JPS59102978A - Phosphate fluorescent material and its preparation - Google Patents

Abstract

PURPOSE:To prepare a phosphate fluorescent material having particular shape and characteristics, high and stable luminance, and excellent resistance to hydrolysis, by using an orthophosphate of a bivalent metal containing zinc as a main component, and manganese as a main dopant. CONSTITUTION:The objective phosphate fluorescent material contains an orthophosphate of a bivalent metal containing zinc as a main component and manganese as a main dopant, wherein >=50wt% of the fluorescent particle is nearly rectangular parallelopiped plate crystals having the ratio of the longest side to the shortest side of 2:1-4:1, and the glow characteristic curve at 25-300 deg.C has its peak at 100-200 deg.C and/or the ratio of the peak fluorescent intensity excited by the light having a wavelength of 200-280nm to the peak intensity excited by the light with 380-420nm wavelength is 0.6-3.0.

Description

[Detailed description of the invention] The present invention relates to phosphate phosphors and methods of manufacturing the same.

More specifically, the present invention relates to a phosphate phosphor having a specific shape and specific characteristics, which has high brightness and a high brightness maintenance rate, and a method for manufacturing the same.

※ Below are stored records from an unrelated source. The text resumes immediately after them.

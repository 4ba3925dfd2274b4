pub const DEFAULT_PAGE_SIZE: i64 = 6;
pub const MAX_PAGE_SIZE: i64 = 100;

pub const MIN_COOKING_TIME: i32 = 1;
pub const MAX_COOKING_TIME: i32 = 32_000;

pub const MIN_INGREDIENTS_AMOUNT: i32 = 1;
pub const MAX_INGREDIENTS_AMOUNT: i32 = 32_000;

pub const MAX_RECIPE_NAME_LEN: usize = 256;

pub const MAX_EMAIL_LEN: usize = 254;
pub const MAX_USERNAME_LEN: usize = 150;
pub const MAX_FIRST_NAME_LEN: usize = 150;
pub const MAX_LAST_NAME_LEN: usize = 150;
pub const MAX_PASSWORD_LEN: usize = 128;

pub const FORBIDDEN_USERNAMES: &[&str] = &["me"];
pub const USERNAME_EXTRA_CHARS: &[char] = &['.', '@', '+', '-', '_'];

pub const IMAGE_FORMATS: &[&str] = &["png", "jpg", "jpeg"];

/// Upper bound for JSON request bodies; recipe images travel inline as base64.
pub const MAX_BODY_BYTES: u64 = 10 * 1024 * 1024;

pub const SHORT_LINK_ALPHABET: &[u8] =
    b"0123456789abcdefghijklmnopqrstuvwxyzABCDEFGHIJKLMNOPQRSTUVWXYZ";

pub const SHOPPING_LIST_TITLE: &str = "Список покупок";
pub const SHOPPING_LIST_DATE: &str = "Дата";
pub const SHOPPING_LIST_DATE_FORMAT: &str = "%d-%m-%Y";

Phosphate phosphor consisting of manganese as the main activator and melt phosphate of a divalent metal containing 1 as the main matrix (hereinafter simply ``father'' is necessary) 1) Phosphate phosphor (abbreviated as ``body'') exhibits a high-4 degree red luminescence under beam excitation, and ``1''
Used in phosphors for 144Th ray tubes. In addition, this JtE light body has a long afterglow time (the time required for the luminance to drop to 10% after excitation stops), so it In particular, computer terminal display equipment,
It has a scanning speed that is higher than that of color television cathode ray tubes, such as those used in the display equipment of the 1+11 system, and is widely used in the camera's case.

This kind of fi 71? i) Light ('*Ke, the basic composition is a phosphate phosphor whose composition formula is Zn3(PO4)2:Mn, and the method is based on known technology, for example, Japanese Patent Publication No. 53-18
No. 471, and JP-A-56-12, which the present applicant proposed earlier.
No. 1258, JP-A-56-136873, JP-A-57
-87487,! As shown in Japanese Patent No. 56-139'072, a part of the parent substance is substituted, or other co-activators and additives are included in the composition. However, these phosphate phosphors exhibit a significantly lower F of 7 elasticity than other general phosphors due to long-term electron beam excitation, and the initial 1'4 degree is also sufficient. It wasn't. Therefore, when used for cathode rays, α, etc. for displays, color shifts may occur due to a decrease in brightness, and due to insufficient initial 4 degrees, other light-emitting color luminescent bodies may be caused to change. However, there are disadvantages such as inevitably large differences in the currents used, which impairs the so-called current balance.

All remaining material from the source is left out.